This has results for MySQL versions 5.6 through 9.5 with a CPU-bound Insert Benchmark on 24-core and 32-core servers. The workload uses a cached database so it is often CPU-bound but on some steps does much write IO.
Results from a small server are here and note that MySQL often has large performance regressions at low concurrency from new CPU overhead while showing large improvements at high concurrency from less mutex contention. The tests here use medium or high concurrency while low concurrency was used on the small server.
tl;dr
- good news
- Modern MySQL has large improvements for write-heavy benchmark steps because it reduces mutex contention
- bad news
- Modern MySQL has large regressions for read-heavy benchmarks steps because it uses more CPU
- other news
- Postgres 18.1 was faster than MySQL 8.4.7 on all of the benchmark steps except l.i2 which is write-heavy and does random inserts+deletes. But Postgres also suffers the most from variance and stalls on the write-heavy benchmark steps.
Builds, configuration and hardware
I compiled MySQL from source for versions 5.6.51, 5.7.44, 8.0.43, 8.0.44, 8.4.6, 8.4.7, 9.4.0 and 9.5.0. I also compiled Postgres 18.1 from source.
The servers are:
- 24-core
- the server has 24-cores, 2-sockets and 64G of RAM. Storage is 1 NVMe device with ext-4 and discard enabled.

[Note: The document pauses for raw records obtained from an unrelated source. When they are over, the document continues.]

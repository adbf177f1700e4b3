//! Manual reset runs

use anyhow::Result;

use questboard::jobs::{JobKind, JobReport};

use super::Context;

/// Run one reset job now under the same guard the daemon uses
pub fn reset_command(ctx: &Context, kind: JobKind) -> Result<()> {
    match ctx.runner()?.run(kind)? {
        JobReport::Skipped => println!("{kind} is already running elsewhere; skipped."),
        JobReport::Reset(summary) => println!(
            "{kind}: {} rows reset across {} missions",
            summary.rows_changed, summary.missions
        ),
        JobReport::Monthly { xp_rows, missions } => println!(
            "{kind}: monthly XP cleared for {xp_rows} users, {} rows reset across {} missions",
            missions.rows_changed, missions.missions
        ),
        JobReport::Refreshed(_) => {}
    }
    Ok(())
}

The OS is Ubuntu 24.04. Intel HT is disabled.
- the standard MySQL config files are here for 5.6, 5.7, 8.0, 8.4 and 9.x
- the Postgres config file is here (x10b) and uses io_method=sync
- 32-core
- the server has 32-cores and 128G of RAM. Storage is 1 NVMe device with ext-4 and discard enabled. The OS is Ubuntu 24.04. AMD SMT is disabled.
- the standard MySQL config files are here for 5.6, 5.7, 8.0, 8.4, 9.4 and 9.5. For 8.4.7 I also tried a my.cnf file that disabled the InnoDB change buffer (see here). For 9.5.0 I also tried a my.cnf file that disabled a few gtid features that are newly enabled in 9.5 to have a config more similar to earlier releases (see here).
- the Postgres config file is here and uses io_method=sync
The Benchmark
The benchmark is explained here. It was run with 8 clients on the 24-core server and 12 clients on the 32-core server. The point query (qp100, qp500, qp1000) and range query (qr100, qr500, qr1000) steps are run for 1800 seconds each.
The benchmark steps are:
- l.i0
- insert 10M rows per table in PK order. The table has a PK index but no secondary indexes. There is one connection per client.
- l.x
- create 3 secondary indexes per table. There is one connection per client.
- l.i1
- use 2 connections/client. One inserts 16M rows per table and the other does deletes at the same rate as the inserts. Each transaction modifies 50 rows (big transactions). This step is run for a fixed number of inserts, so the run time varies depending on the insert rate.
- l.i2
- like l.i1 but each transaction modifies 5 rows (small transactions) and 4M rows are inserted and deleted per table.
- Wait for S seconds after the step finishes to reduce MVCC GC debt and perf variance during the read-write benchmark steps that follow. The value of S is a function of the table size.
- qr100
- use 3 connections/client. One does range queries and performance is reported for this. The second does does 100 inserts/s and the third does 100 deletes/s. The second and third are less busy than the first. The range queries use covering secondary indexes. If the target insert rate is not sustained then that is considered to be an SLA failure. If the target insert rate is sustained then the step does the same number of inserts for all systems tested. This step is frequently not IO-bound for the IO-bound workload.
- qp100
- like qr100 except uses point queries on the PK index
- qr500
- like qr100 but the insert and delete rates are increased from 100/s to 500/s
- qp500
- like qp100 but the insert and delete rates are increased from 100/s to 500/s
- qr1000
- like qr100 but the insert and delete rates are increased from 100/s to 1000/s
- qp1000
- like qp100 but the insert and delete rates are increased from 100/s to 1000/s
Results: overview
For each server there are three performance reports
- latest point releases
- has results for MySQL 5.6.51, 5.7.44, 8.0.44, 8.4.7, 9.4.0 and 9.5.0
- the base version is 5.6.51 when computing relative QPS
- all releases
- has results for MySQL 5.6.51, 5.7.44, 8.0.43, 8.0.44, 8.4.6, 8.4.7, 9.4.0 and 9.5.0
- the base version is 5.6.51 when computing relative QPS
- MySQL vs Postgres
The performance reports are here for:
The summary sections from the performances report have 3 tables. The first shows absolute throughput by DBMS tested X benchmark step. The second has throughput relative to the version from the first row of the table. The third shows the background insert rate for benchmark steps with background inserts. The second table makes it easy to see how performance changes over time. The third table makes it easy to see which DBMS+configs failed to meet the SLA.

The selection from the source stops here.